By the year 2000 will everybody be fluent in Spanglish, Franglé and Gringoñol? Whatever the answers are, NAFTA will profoundly affect our lives in many ways. Whether we like it or not, a new era has begun, and a new economic and cultural topography has been designed for us. We must find our new place and role within this bizarre Federation of US Republics.

COMMENTARY
Jennifer González : Professor of Art History : UC Santa Cruz

In this single spread, a type-metal cut by Posada depicts a priest pointing toward the heavens while frightened parishioners gape or turn away in horror. Rather than the metaphysical wrath of the divine, hovering above is some kind of rocket or missile drawn in the style found in recent science fiction comic books. Chagoya’s substitution suggests that real danger lies in a military or technological assault on the lives and liberty of an unsuspecting and innocent population. In the center of the spread an image of Christ praying surrounded by howling coyotes or wolves symbolizes, perhaps, a kind of cultural entrapment or the sufferings encountered in border crossing (coyote is the name given those who are paid to help others to cross the US-Mexican border).

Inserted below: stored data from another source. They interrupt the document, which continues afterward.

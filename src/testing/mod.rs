//! Testing utilities for framegauge
//!
//! Synthetic luma planes with known statistics, for tests and benchmarks that
//! must run without a camera.

pub mod synthetic_data;

pub use synthetic_data::{
    checkerboard, horizontal_bands, noise_plane, shifted, uniform_plane, vertical_stripes,
    with_row_padding, SyntheticStream,
};
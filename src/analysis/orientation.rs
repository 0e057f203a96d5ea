//! Orientation proxies derived from the gradient field.
//!
//! Neither number is a geometric measurement. The angle is the principal
//! orientation of the dominant edge structure (structure tensor), which tracks
//! horizontal framing skew. The tilt compares edge energy in the top and bottom
//! halves of the frame.

use super::gradient::GradientField;
use super::SAMPLE_STRIDE;

/// Degrees of tilt reported for a fully one-sided edge distribution.
pub const TILT_SCALE_DEG: f64 = 30.0;

#[derive(Debug, Clone, Copy, PartialEq, Default)]
pub struct Orientation {
    /// Dominant edge angle in degrees, in (-90, 90].
    pub angle_deg: f64,
    /// Top/bottom imbalance in degrees, in [-30, 30].
    pub tilt_deg: f64,
}

impl Orientation {
    pub fn estimate(field: &GradientField) -> Self {
        let mut sxx = 0.0f64;
        let mut syy = 0.0f64;
        let mut sxy = 0.0f64;
        let mut top = 0.0f64;
        let mut bottom = 0.0f64;

        let half = field.height / 2;
        let width = field.width.max(1);

        for i in (0..field.len()).step_by(SAMPLE_STRIDE) {
            let gx = field.gx[i] as f64;
            let gy = field.gy[i] as f64;

            sxx += gx * gx;
            syy += gy * gy;
            sxy += gx * gy;

            let energy = gx.abs() + gy.abs();
            if i / width < half {
                top += energy;
            } else {
                bottom += energy;
            }
        }

        Self {
            angle_deg: dominant_angle(sxx, syy, sxy),
            tilt_deg: vertical_tilt(top, bottom),
        }
    }
}

fn dominant_angle(sxx: f64, syy: f64, sxy: f64) -> f64 {
    if sxx + syy == 0.0 {
        return 0.0;
    }
    (0.5 * (2.0 * sxy).atan2(sxx - syy)).to_degrees()
}

fn vertical_tilt(top: f64, bottom: f64) -> f64 {
    let total = bottom + top;
    if total == 0.0 {
        return 0.0;
    }
    (bottom - top) / total * TILT_SCALE_DEG
}

/// "Facing the camera" percentage from the two orientation proxies.
///
/// Takes raw estimates; the combined ratio is clamped, not the inputs.
pub fn frontal_score(angle_deg: f64, tilt_deg: f64) -> f64 {
    let normalized = ((angle_deg.abs() / 45.0 + tilt_deg.abs() / 30.0) / 2.0).clamp(0.0, 1.0);
    (1.0 - normalized) * 100.0
}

The text announces “Many Burning Questions Remain” and is followed by Gómez-Peña’s ruminations on the future relationship of the United States to Mexico after the advent of NAFTA, positing a new image of “America” which is not limited to the United States. He writes “In my America ‘West’ and ‘North’ are mere nostalgic abstractions—the South and the East have slipped into their mythical space. Quebec seems closer to Latin America than its Anglophone twin.” Here traditional geography is rewritten in order to more clearly map the cultural parallels that exist beyond its scope.

On the far left of the spread a reproduction of a sixteenth-century engraving attributed to the publishing firm of Theodor de Bry depicts the painful torture and murder of a pre-Hispanic population, while Mickey Mouse smiles gaily from the margin. National power and super power are here conflated in the action hero Spider-Man who sports the head of George Washington to “oversee” the scene of historical destruction. In the context of this juxtaposition, Gómez-Peña’s text is ominous: “Whether we like it or not, a new era has begun, and a new economic and cultural topography has been designed for us.”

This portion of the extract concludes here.